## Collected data
== == ==
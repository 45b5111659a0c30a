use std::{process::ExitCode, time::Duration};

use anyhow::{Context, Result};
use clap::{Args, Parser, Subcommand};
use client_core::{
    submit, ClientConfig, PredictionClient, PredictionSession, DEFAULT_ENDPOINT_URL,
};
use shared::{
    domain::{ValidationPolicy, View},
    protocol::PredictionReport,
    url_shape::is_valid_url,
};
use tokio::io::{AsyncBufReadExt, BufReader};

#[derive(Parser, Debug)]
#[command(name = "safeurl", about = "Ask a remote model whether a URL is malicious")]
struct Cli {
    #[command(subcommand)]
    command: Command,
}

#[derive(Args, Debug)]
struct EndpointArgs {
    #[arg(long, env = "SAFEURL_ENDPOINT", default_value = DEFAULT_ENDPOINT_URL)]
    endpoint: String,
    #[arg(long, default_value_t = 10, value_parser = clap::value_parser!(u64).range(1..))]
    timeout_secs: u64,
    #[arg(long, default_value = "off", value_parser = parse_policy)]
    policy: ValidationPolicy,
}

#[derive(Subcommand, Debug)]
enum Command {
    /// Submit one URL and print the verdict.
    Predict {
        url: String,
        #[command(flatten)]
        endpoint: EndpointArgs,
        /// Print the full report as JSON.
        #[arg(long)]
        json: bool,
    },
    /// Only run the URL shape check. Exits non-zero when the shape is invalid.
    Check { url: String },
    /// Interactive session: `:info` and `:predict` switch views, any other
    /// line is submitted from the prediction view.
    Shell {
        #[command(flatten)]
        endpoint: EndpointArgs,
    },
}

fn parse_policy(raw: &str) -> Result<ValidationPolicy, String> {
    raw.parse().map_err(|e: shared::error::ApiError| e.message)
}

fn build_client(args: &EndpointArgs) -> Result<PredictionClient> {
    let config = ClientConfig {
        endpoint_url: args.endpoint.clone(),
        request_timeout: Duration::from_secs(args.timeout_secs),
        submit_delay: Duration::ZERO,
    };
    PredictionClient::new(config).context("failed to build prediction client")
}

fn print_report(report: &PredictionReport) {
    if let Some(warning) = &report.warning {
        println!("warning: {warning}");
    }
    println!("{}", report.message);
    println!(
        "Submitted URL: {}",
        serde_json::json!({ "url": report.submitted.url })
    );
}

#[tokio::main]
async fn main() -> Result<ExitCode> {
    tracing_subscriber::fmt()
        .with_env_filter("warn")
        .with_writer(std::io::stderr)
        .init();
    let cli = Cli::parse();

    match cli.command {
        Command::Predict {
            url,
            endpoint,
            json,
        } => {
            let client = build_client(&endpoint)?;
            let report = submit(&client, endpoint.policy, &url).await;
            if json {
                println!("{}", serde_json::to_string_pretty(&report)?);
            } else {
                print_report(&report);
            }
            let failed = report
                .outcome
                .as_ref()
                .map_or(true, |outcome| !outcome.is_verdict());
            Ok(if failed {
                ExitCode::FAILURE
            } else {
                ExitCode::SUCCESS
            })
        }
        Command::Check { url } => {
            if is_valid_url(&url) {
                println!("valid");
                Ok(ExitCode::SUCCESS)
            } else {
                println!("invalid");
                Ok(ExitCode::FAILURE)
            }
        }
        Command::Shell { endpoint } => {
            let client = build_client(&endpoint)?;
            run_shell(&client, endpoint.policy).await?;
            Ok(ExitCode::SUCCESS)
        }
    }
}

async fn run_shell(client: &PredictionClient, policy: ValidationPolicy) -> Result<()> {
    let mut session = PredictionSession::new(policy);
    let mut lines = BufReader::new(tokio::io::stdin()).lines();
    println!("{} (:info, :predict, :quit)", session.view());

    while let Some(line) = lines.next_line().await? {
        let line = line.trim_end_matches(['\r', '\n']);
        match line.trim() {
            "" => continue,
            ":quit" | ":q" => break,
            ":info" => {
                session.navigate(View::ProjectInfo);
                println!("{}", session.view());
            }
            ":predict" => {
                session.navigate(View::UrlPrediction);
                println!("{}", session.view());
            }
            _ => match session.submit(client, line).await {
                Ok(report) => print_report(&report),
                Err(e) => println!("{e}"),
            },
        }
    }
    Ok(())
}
== == ==
## Task goal
What is needed here is an exact reproduction of all the entries.

## Result
repository 45b5111659a0c30a
use std::{process::ExitCode, time::Duration};

use anyhow::{Context, Result};
use clap::{Args, Parser, Subcommand};
use client_core::{
    submit, ClientConfig, PredictionClient, PredictionSession, DEFAULT_ENDPOINT_URL,
};
use shared::{
    domain::{ValidationPolicy, View},
    protocol::PredictionReport,
    url_shape::is_valid_url,
};
use tokio::io::{AsyncBufReadExt, BufReader};

#[derive(Parser, Debug)]
#[command(name = "safeurl", about = "Ask a remote model whether a URL is malicious")]
struct Cli {
    #[command(subcommand)]
    command: Command,
}

#[derive(Args, Debug)]
struct EndpointArgs {
    #[arg(long, env = "SAFEURL_ENDPOINT", default_value = DEFAULT_ENDPOINT_URL)]
    endpoint: String,
    #[arg(long, default_value_t = 10, value_parser = clap::value_parser!(u64).range(1..))]
    timeout_secs: u64,
    #[arg(long, default_value = "off", value_parser = parse_policy)]
    policy: ValidationPolicy,
}

#[derive(Subcommand, Debug)]
enum Command {
    /// Submit one URL and print the verdict.
    Predict {
        url: String,
        #[command(flatten)]
        endpoint: EndpointArgs,
        /// Print the full report as JSON.
        #[arg(long)]
        json: bool,
    },
    /// Only run the URL shape check. Exits non-zero when the shape is invalid.
    Check { url: String },
    /// Interactive session: `:info` and `:predict` switch views, any other
    /// line is submitted from the prediction view.
    Shell {
        #[command(flatten)]
        endpoint: EndpointArgs,
    },
}

fn parse_policy(raw: &str) -> Result<ValidationPolicy, String> {
    raw.parse().map_err(|e: shared::error::ApiError| e.message)
}

fn build_client(args: &EndpointArgs) -> Result<PredictionClient> {
    let config = ClientConfig {
        endpoint_url: args.endpoint.clone(),
        request_timeout: Duration::from_secs(args.timeout_secs),
        submit_delay: Duration::ZERO,
    };
    PredictionClient::new(config).context("failed to build prediction client")
}

fn print_report(report: &PredictionReport) {
    if let Some(warning) = &report.warning {
        println!("warning: {warning}");
    }
    println!("{}", report.message);
    println!(
        "Submitted URL: {}",
        serde_json::json!({ "url": report.submitted.url })
    );
}

#[tokio::main]
async fn main() -> Result<ExitCode> {
    tracing_subscriber::fmt()
        .with_env_filter("warn")
        .with_writer(std::io::stderr)
        .init();
    let cli = Cli::parse();

    match cli.command {
        Command::Predict {
            url,
            endpoint,
            json,
        } => {
            let client = build_client(&endpoint)?;
            let report = submit(&client, endpoint.policy, &url).await;
            if json {
                println!("{}", serde_json::to_string_pretty(&report)?);
            } else {
                print_report(&report);
            }
            let failed = report
                .outcome
                .as_ref()
                .map_or(true, |outcome| !outcome.is_verdict());
            Ok(if failed {
                ExitCode::FAILURE
            } else {
                ExitCode::SUCCESS
            })
        }
        Command::Check { url } => {
            if is_valid_url(&url) {
                println!("valid");
                Ok(ExitCode::SUCCESS)
            } else {
                println!("invalid");
                Ok(ExitCode::FAILURE)
            }
        }
        Command::Shell { endpoint } => {
            let client = build_client(&endpoint)?;
            run_shell(&client, endpoint.policy).await?;
            Ok(ExitCode::SUCCESS)
        }
    }
}

async fn run_shell(client: &PredictionClient, policy: ValidationPolicy) -> Result<()> {
    let mut session = PredictionSession::new(policy);
    let mut lines = BufReader::new(tokio::io::stdin()).lines();
    println!("{} (:info, :predict, :quit)", session.view());

    while let Some(line) = lines.next_line().await? {
        let line = line.trim_end_matches(['\r', '\n']);
        match line.trim() {
            "" => continue,
            ":quit" | ":q" => break,
            ":info" => {
                session.navigate(View::ProjectInfo);
                println!("{}", session.view());
            }
            ":predict" => {
                session.navigate(View::UrlPrediction);
                println!("{}", session.view());
            }
            _ => match session.submit(client, line).await {
                Ok(report) => print_report(&report),
                Err(e) => println!("{e}"),
            },
        }
    }
    Ok(())
}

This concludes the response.